**HOW TO COMPLETE THIS TASK**
Search the material for the word "derive" and report each line where it turns up.

**DATA LISTING**
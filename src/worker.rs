// SPDX-License-Identifier: MIT

//! `StreamWorker` (§4.3): the per-stream tick loop — fetch once, map
//! callsigns, encode, fan out to every attached [`TakConnection`].

use std::collections::HashMap;
use std::sync::atomic::{AtomicBool, AtomicU64, Ordering};
use std::sync::Arc;
use std::time::Duration;

use tokio::sync::RwLock;
use tokio_util::sync::CancellationToken;

use crate::callsign::CallsignMapper;
use crate::clock::Clock;
use crate::config::StreamConfig;
use crate::connection::TakConnection;
use crate::error::TransientProviderError;
use crate::governor::PerformanceGovernor;
use crate::provider::{FetchOutcome, ProviderClient};

/// Worker lifecycle state (§4.3). `Failed` is terminal until the owning
/// `StreamConfig` is replaced wholesale via `reconfigure`.
#[derive(Debug, Clone, Copy, PartialEq, Eq)]
pub enum WorkerState {
    Running,
    Degraded,
    Failed,
    Stopped,
}

/// Read-only worker status (§4.3 `health()`).
#[derive(Debug, Clone)]
pub struct WorkerHealth {
    pub state: WorkerState,
    pub last_error: Option<String>,
    pub ticks_completed: u64,
    pub consecutive_transient_failures: u64,
    pub current_interval_seconds: u64,
}

/// One tracked stream's polling loop. Every tick is a single call to the
/// provider (§4.3 "single-fetch fan-out invariant": one upstream fetch
/// produces at most one encode pass and at most one enqueue per attached
/// server, never re-fetched for a second server).
pub struct StreamWorker {
    stream_id: i64,
    config: RwLock<StreamConfig>,
    provider: Arc<dyn ProviderClient>,
    connections: RwLock<HashMap<i64, TakConnection>>,
    governor: Arc<PerformanceGovernor>,
    clock: Arc<dyn Clock>,
    state: std::sync::Mutex<WorkerState>,
    last_error: std::sync::Mutex<Option<String>>,
    ticks_completed: AtomicU64,
    consecutive_transient_failures: AtomicU64,
    degraded: AtomicBool,
    cancel: CancellationToken,
}

/// Widening applied to `poll_interval_seconds` once
/// `DEGRADE_AFTER_FAILURES` consecutive transient provider failures have
/// been observed, capped at `MAX_DEGRADED_MULTIPLIER` (§4.3 "degraded
/// interval widening").
const DEGRADE_AFTER_FAILURES: u64 = 5;
const MAX_DEGRADED_MULTIPLIER: u64 = 10;

/// Upper bound on how long a single tick's fetch may run: one second less
/// than the poll interval (so a slow fetch never overlaps the next tick),
/// capped at 60s (§4.3 step 2).
const MAX_FETCH_TIMEOUT_SECONDS: u64 = 60;

impl StreamWorker {
    pub fn new(
        config: StreamConfig,
        provider: Arc<dyn ProviderClient>,
        connections: HashMap<i64, TakConnection>,
        governor: Arc<PerformanceGovernor>,
        clock: Arc<dyn Clock>,
    ) -> Self {
        Self {
            stream_id: config.id,
            config: RwLock::new(config),
            provider,
            connections: RwLock::new(connections),
            governor,
            clock,
            state: std::sync::Mutex::new(WorkerState::Running),
            last_error: std::sync::Mutex::new(None),
            ticks_completed: AtomicU64::new(0),
            consecutive_transient_failures: AtomicU64::new(0),
            degraded: AtomicBool::new(false),
            cancel: CancellationToken::new(),
        }
    }

    pub fn stream_id(&self) -> i64 {
        self.stream_id
    }

    fn set_state(&self, state: WorkerState) {
        *self.state.lock().unwrap() = state;
    }

    fn set_error(&self, err: impl std::fmt::Display) {
        *self.last_error.lock().unwrap() = Some(err.to_string());
    }

    /// Runs the tick loop until cancelled. Each iteration sleeps for the
    /// current (possibly degraded) interval, then performs exactly one
    /// fetch/encode/fan-out cycle.
    pub async fn run(self: Arc<Self>) {
        loop {
            let interval = self.current_interval();
            tokio::select! {
                _ = self.cancel.cancelled() => {
                    self.set_state(WorkerState::Stopped);
                    return;
                }
                _ = tokio::time::sleep(Duration::from_secs(interval)) => {}
            }

            if *self.state.lock().unwrap() == WorkerState::Failed {
                continue;
            }

            self.tick().await;
            self.ticks_completed.fetch_add(1, Ordering::Relaxed);
        }
    }

    async fn tick(&self) {
        let config = self.config.read().await.clone();
        let fetch_timeout = Duration::from_secs(
            config
                .poll_interval_seconds
                .saturating_sub(1)
                .min(MAX_FETCH_TIMEOUT_SECONDS)
                .max(1),
        );
        let outcome = match tokio::time::timeout(fetch_timeout, self.provider.fetch(&config.provider_config)).await
        {
            Ok(outcome) => outcome,
            Err(_elapsed) => FetchOutcome::Transient(TransientProviderError(format!(
                "fetch exceeded {}s timeout",
                fetch_timeout.as_secs()
            ))),
        };

        let locations = match outcome {
            FetchOutcome::Locations(locations) => {
                self.consecutive_transient_failures
                    .store(0, Ordering::Relaxed);
                self.set_degraded(false);
                self.set_state(WorkerState::Running);
                locations
            }
            FetchOutcome::Transient(e) => {
                self.set_error(&e);
                let failures = self
                    .consecutive_transient_failures
                    .fetch_add(1, Ordering::Relaxed)
                    + 1;
                if failures >= DEGRADE_AFTER_FAILURES {
                    self.set_degraded(true);
                    self.set_state(WorkerState::Degraded);
                }
                log::warn!("stream {}: transient provider error: {e}", self.stream_id);
                return;
            }
            FetchOutcome::Auth(e) => {
                self.set_error(&e);
                self.set_state(WorkerState::Failed);
                log::error!("stream {}: provider auth failure: {e}", self.stream_id);
                return;
            }
        };

        let mapped = CallsignMapper::new(&config).apply(locations);
        if mapped.is_empty() {
            return;
        }

        let encoded = self
            .governor
            .encode_batch(&mapped, &config, self.clock.as_ref())
            .await;

        let connections = self.connections.read().await;
        for result in encoded {
            match result {
                Ok((bytes, warnings)) => {
                    for warning in warnings {
                        log::warn!("stream {}: {warning}", self.stream_id);
                    }
                    for server_id in &config.attached_server_ids {
                        if let Some(conn) = connections.get(server_id) {
                            conn.enqueue(bytes.clone()).await;
                        }
                    }
                }
                Err(e) => {
                    log::warn!("stream {}: dropped invalid location: {e}", self.stream_id);
                }
            }
        }
    }

    fn set_degraded(&self, degraded: bool) {
        self.degraded.store(degraded, Ordering::Relaxed);
        self.governor.set_degraded(degraded);
    }

    fn current_interval(&self) -> u64 {
        let base = self
            .config
            .try_read()
            .map(|c| c.poll_interval_seconds)
            .unwrap_or(30);
        if self.degraded.load(Ordering::Relaxed) {
            let failures = self.consecutive_transient_failures.load(Ordering::Relaxed);
            let multiplier = (failures - DEGRADE_AFTER_FAILURES + 2).min(MAX_DEGRADED_MULTIPLIER);
            base.saturating_mul(multiplier)
        } else {
            base
        }
    }

    /// Replaces the stream's configuration and attached connections in
    /// place, clearing a prior `Failed` state (§4.3 "reconfigure clears
    /// Failed").
    pub async fn reconfigure(
        &self,
        config: StreamConfig,
        connections: HashMap<i64, TakConnection>,
    ) {
        *self.config.write().await = config;
        *self.connections.write().await = connections;
        self.consecutive_transient_failures
            .store(0, Ordering::Relaxed);
        self.set_degraded(false);
        self.set_state(WorkerState::Running);
        *self.last_error.lock().unwrap() = None;
    }

    pub fn stop(&self) {
        self.cancel.cancel();
    }

    /// Whether `stop()` has been called — lets a supervisor distinguish a
    /// clean shutdown from `run()` exiting on a panic it did not cause.
    pub fn is_stopped(&self) -> bool {
        self.cancel.is_cancelled()
    }

    pub fn health(&self) -> WorkerHealth {
        WorkerHealth {
            state: *self.state.lock().unwrap(),
            last_error: self.last_error.lock().unwrap().clone(),
            ticks_completed: self.ticks_completed.load(Ordering::Relaxed),
            consecutive_transient_failures: self
                .consecutive_transient_failures
                .load(Ordering::Relaxed),
            current_interval_seconds: self.current_interval(),
        }
    }
}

**RESULT OF THE TASK**
#[derive(Debug, Clone, Copy, PartialEq, Eq)]
#[derive(Debug, Clone)]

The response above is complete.